Avoiding contractual liability to baseball players who have used performance enhancing drugs: can we knock it out of the park?

AuthorGottlieb, Bryan

INTRODUCTION

In 2007, Alex Rodriguez signed a $275 million, ten-year contract with the New York Yankees, setting the record at the time for largest sports contract in history. (1) Since then, he has faced many allegations of performance enhancing drug ("PED") use, one of which he confirmed through a public admission. (2) Regardless of these allegations and admissions, Rodriguez continues to reap the benefits of his record deal despite the fact that his performance has been rapidly declining in recent years. (3) When Rodriguez initially received his massive payday, he was one of best players in the game, having previously won three American League Most Valuable Player awards. (4) By most accounts, his PED usage contributed greatly to the many successes early on in his career.

Rodriguez is not alone in his transgressions. Baseball's drug problem came into the light in the now infamous Mitchell Report, (5) in which ex-senator and prosecutor George Mitchell was asked by Baseball Commissioner Bud Selig to examine the history and prevalence of PED use in the league. (6) This independent report drew back the curtain on the drug culture in Major League Baseball ("MLB"), and quantified steroid use in baseball as widespread. (7)

Baseball is far from the only professional sport that has had to deal with the PED issue. (8) Seven-time Tour de France winner Lance Armstrong now faces a lifetime-ban from cycling handed down by the United States Anti-Doping Agency, and has been stripped of all seven of his victories. (9) He has recently drawn the ire of no less than the United States Department of Justice, which has expressed a desire to see Armstrong prosecuted for his lies about PED usage. (10) In the National Football League ("NFL"), All-Pro linebackers Shawne Merriman and Brian Cushing have both faced suspensions for PED usage. (11) The National Basketball Association's ("NBA") Rashard Lewis demonstrated that PEDs had a place in basketball as well, even though basketball is a game where brute strength is not often thought of as a required attribute. (12)

As PEDs continue to make their presence felt throughout professional sports, owners and sponsors find themselves paying out large sums of money to athletes who have used the drugs to bolster their performances at the expense of their sport's reputation. (13) In addition, after an athlete discontinues use of performance enhancers, sharp statistical declines appear to be the norm. (14) Do teams have any hope of avoiding contractual liability to these "lemon" players, or are they stuck footing the bill?
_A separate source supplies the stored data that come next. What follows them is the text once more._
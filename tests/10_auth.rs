mod common;

use anyhow::Result;
use reqwest::StatusCode;

#[tokio::test]
async fn health_endpoint_responds() -> Result<()> {
    if !common::test_env_ready() {
        eprintln!("skipping: DATABASE_URL not set");
        return Ok(());
    }
    let server = common::ensure_server().await?;
    let client = reqwest::Client::new();

    let res = client.get(format!("{}/health", server.base_url)).send().await?;

    // OK or SERVICE_UNAVAILABLE both demonstrate liveness
    assert!(
        res.status() == StatusCode::OK || res.status() == StatusCode::SERVICE_UNAVAILABLE,
        "unexpected status: {}",
        res.status()
    );

    let _body = res.json::<serde_json::Value>().await?;
    Ok(())
}

#[tokio::test]
async fn login_by_name_round_trips_through_me() -> Result<()> {
    if !common::test_env_ready() {
        eprintln!("skipping: DATABASE_URL not set");
        return Ok(());
    }
    let server = common::ensure_server().await?;
    let client = reqwest::Client::new();

    let name = format!("it-user-{}", uuid_suffix());
    let (token, user_id) = common::login(&server.base_url, &name).await?;

    let res = client
        .get(format!("{}/auth/me", server.base_url))
        .bearer_auth(&token)
        .send()
        .await?;
    assert_eq!(res.status(), StatusCode::OK);

    let me: serde_json::Value = res.json().await?;
    assert_eq!(me["id"], serde_json::Value::String(user_id.clone()));
    assert_eq!(me["name"], serde_json::Value::String(name.clone()));

    // Logging in again resolves to the same user, not a duplicate
    let (_, second_id) = common::login(&server.base_url, &name).await?;
    assert_eq!(second_id, user_id);
    Ok(())
}

#[tokio::test]
async fn signout_invalidates_the_session() -> Result<()> {
    if !common::test_env_ready() {
        eprintln!("skipping: DATABASE_URL not set");
        return Ok(());
    }
    let server = common::ensure_server().await?;
    let client = reqwest::Client::new();

    let name = format!("it-user-{}", uuid_suffix());
    let (token, _) = common::login(&server.base_url, &name).await?;

    let res = client
        .post(format!("{}/auth/signout", server.base_url))
        .bearer_auth(&token)
        .send()
        .await?;
    assert_eq!(res.status(), StatusCode::OK);

    // The token still decodes, but the session row is gone
    let res = client
        .get(format!("{}/auth/me", server.base_url))
        .bearer_auth(&token)
        .send()
        .await?;
    assert_eq!(res.status(), StatusCode::UNAUTHORIZED);
    Ok(())
}

#[tokio::test]
async fn requests_without_a_token_are_rejected() -> Result<()> {
    if !common::test_env_ready() {
        eprintln!("skipping: DATABASE_URL not set");
        return Ok(());
    }
    let server = common::ensure_server().await?;
    let client = reqwest::Client::new();

    let res = client.get(format!("{}/auth/me", server.base_url)).send().await?;
    assert_eq!(res.status(), StatusCode::UNAUTHORIZED);

    let res = client.get(format!("{}/posts", server.base_url)).send().await?;
    assert_eq!(res.status(), StatusCode::UNAUTHORIZED);
    Ok(())
}

#[tokio::test]
async fn credentials_endpoints_are_absent_in_name_only_mode() -> Result<()> {
    if !common::test_env_ready() {
        eprintln!("skipping: DATABASE_URL not set");
        return Ok(());
    }
    let server = common::ensure_server().await?;
    let client = reqwest::Client::new();

    let res = client
        .post(format!("{}/auth/signup", server.base_url))
        .json(&serde_json::json!({
            "email": "x@example.com",
            "password": "longenough",
            "name": "X"
        }))
        .send()
        .await?;
    assert_eq!(res.status(), StatusCode::NOT_FOUND);
    Ok(())
}

fn uuid_suffix() -> String {
    use std::time::{SystemTime, UNIX_EPOCH};
    let nanos = SystemTime::now().duration_since(UNIX_EPOCH).unwrap_or_default().as_nanos();
    format!("{:x}", nanos)
}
This paper seeks to identify the availability and relative strengths and weaknesses of various legal safeguards that MLB teams and sponsors of players have at their disposal for avoiding contractual liability to athletes who have been discovered to have used PEDs. Part I will seek to answer the question of whether MLB is actually attempting to remove steroids from its game or is simply "going through the motions" to appease disgruntled onlookers. Part II will discuss a longstanding bastion of contract law, the morals clause, and its ineffectiveness under the governance of MLB's collective bargaining agreement ("CBA"). Part III will discuss the assertion of fraudulent misrepresentation to challenge the validity of the formation of MLB employment contracts. Part IV will discuss why prompt rescission of the employment contracts upon discovery of previously undetected PED usage is critical to avoid a later argument of ratification as a counter-defense to fraudulent misrepresentation. Part V will conclude why MLB teams should shift away from current drug policy protections and start voiding contracts on the ground of misrepresentation if they are truly desirous of cultivating a PED-free game environment.
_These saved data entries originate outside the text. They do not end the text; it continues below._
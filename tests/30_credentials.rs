mod common;

use anyhow::Result;
use reqwest::StatusCode;

#[tokio::test]
async fn signup_then_signin_round_trips() -> Result<()> {
    if !common::test_env_ready() {
        eprintln!("skipping: DATABASE_URL not set");
        return Ok(());
    }
    let server = common::ensure_credentials_server().await?;
    let client = reqwest::Client::new();

    let email = format!("it-{}@example.com", unique_suffix());
    let res = client
        .post(format!("{}/auth/signup", server.base_url))
        .json(&serde_json::json!({
            "email": email,
            "password": "hunter2hunter2",
            "name": "Cred User"
        }))
        .send()
        .await?;
    assert_eq!(res.status(), StatusCode::OK);

    let body: serde_json::Value = res.json().await?;
    assert!(body["token"].is_string());
    let user_id = body["user"]["id"].as_str().unwrap().to_string();
    assert_eq!(body["user"]["role"], "viewer");

    let res = client
        .post(format!("{}/auth/signin", server.base_url))
        .json(&serde_json::json!({ "email": email, "password": "hunter2hunter2" }))
        .send()
        .await?;
    assert_eq!(res.status(), StatusCode::OK);

    let body: serde_json::Value = res.json().await?;
    assert_eq!(body["user"]["id"], serde_json::Value::String(user_id));
    assert_eq!(body["user"]["role"], "viewer");
    Ok(())
}

#[tokio::test]
async fn duplicate_email_conflicts_regardless_of_other_fields() -> Result<()> {
    if !common::test_env_ready() {
        eprintln!("skipping: DATABASE_URL not set");
        return Ok(());
    }
    let server = common::ensure_credentials_server().await?;
    let client = reqwest::Client::new();

    let email = format!("it-{}@example.com", unique_suffix());
    let signup = |password: &str, name: &str| {
        serde_json::json!({ "email": email, "password": password, "name": name })
    };

    let res = client
        .post(format!("{}/auth/signup", server.base_url))
        .json(&signup("first-password", "First Name"))
        .send()
        .await?;
    assert_eq!(res.status(), StatusCode::OK);

    let res = client
        .post(format!("{}/auth/signup", server.base_url))
        .json(&signup("other-password", "Other Name"))
        .send()
        .await?;
    assert_eq!(res.status(), StatusCode::CONFLICT);
    Ok(())
}

#[tokio::test]
async fn wrong_password_and_unknown_email_look_identical() -> Result<()> {
    if !common::test_env_ready() {
        eprintln!("skipping: DATABASE_URL not set");
        return Ok(());
    }
    let server = common::ensure_credentials_server().await?;
    let client = reqwest::Client::new();

    let email = format!("it-{}@example.com", unique_suffix());
    let res = client
        .post(format!("{}/auth/signup", server.base_url))
        .json(&serde_json::json!({
            "email": email,
            "password": "correct-password",
            "name": "Cred User"
        }))
        .send()
        .await?;
    assert_eq!(res.status(), StatusCode::OK);

    let wrong = client
        .post(format!("{}/auth/signin", server.base_url))
        .json(&serde_json::json!({ "email": email, "password": "wrong-password" }))
        .send()
        .await?;
    let unknown = client
        .post(format!("{}/auth/signin", server.base_url))
        .json(&serde_json::json!({
            "email": format!("nobody-{}@example.com", unique_suffix()),
            "password": "wrong-password"
        }))
        .send()
        .await?;

    assert_eq!(wrong.status(), StatusCode::UNAUTHORIZED);
    assert_eq!(unknown.status(), StatusCode::UNAUTHORIZED);

    let wrong_body: serde_json::Value = wrong.json().await?;
    let unknown_body: serde_json::Value = unknown.json().await?;
    assert_eq!(wrong_body["error"], unknown_body["error"]);
    Ok(())
}

#[tokio::test]
async fn short_password_fails_with_field_errors() -> Result<()> {
    if !common::test_env_ready() {
        eprintln!("skipping: DATABASE_URL not set");
        return Ok(());
    }
    let server = common::ensure_credentials_server().await?;
    let client = reqwest::Client::new();

    let res = client
        .post(format!("{}/auth/signup", server.base_url))
        .json(&serde_json::json!({
            "email": format!("it-{}@example.com", unique_suffix()),
            "password": "short",
            "name": "Cred User"
        }))
        .send()
        .await?;
    assert_eq!(res.status(), StatusCode::BAD_REQUEST);

    let body: serde_json::Value = res.json().await?;
    assert!(body["field_errors"]["password"].is_string());
    Ok(())
}

#[tokio::test]
async fn name_only_login_is_absent_in_credentials_mode() -> Result<()> {
    if !common::test_env_ready() {
        eprintln!("skipping: DATABASE_URL not set");
        return Ok(());
    }
    let server = common::ensure_credentials_server().await?;
    let client = reqwest::Client::new();

    let res = client
        .post(format!("{}/auth/login", server.base_url))
        .json(&serde_json::json!({ "name": "Anyone" }))
        .send()
        .await?;
    assert_eq!(res.status(), StatusCode::NOT_FOUND);
    Ok(())
}

fn unique_suffix() -> String {
    use std::time::{SystemTime, UNIX_EPOCH};
    let nanos = SystemTime::now().duration_since(UNIX_EPOCH).unwrap_or_default().as_nanos();
    format!("{:x}", nanos)
}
  1. CIRCLING THE WAGONS: DENYING THAT WE HAVE A PROBLEM

    In a discussion of PED-related contract avoidance, one question that is naturally raised is whether MLB actually cares about removing PEDs from the game. The current drug policy and consistent failures to bring meaningful punishment to those who operate outside the rules strongly suggests that it does not. Since steroid-using players have faced little civil or criminal liability for their transgressions, (15) the decision on the part of many players as to whether or not to take PEDs can be said to strongly center on an economic determination, regardless of whether this determination is a conscientious one. (16) So long as economic incentives continue to motivate players to use PEDs and attempt to evade detection by MLB's drug enforcement regime, players will continue to do so. (17)

    While it is true that the current drug enforcement plan slightly disincentivizes PED use via suspension, were MLB to take steps to further impress the negative economic impact of a positive drug test on players, PEDs would likely play a less pervasive role in the sport. (18) The economic benefit of increasing statistical production is just too substantial to ignore in many cases. This is especially true for players on the cusp of playing in the major leagues, where making the big leagues was worth at a bare minimum $480,000 a year and the average annual salary was $3.2 million in 2012. (19)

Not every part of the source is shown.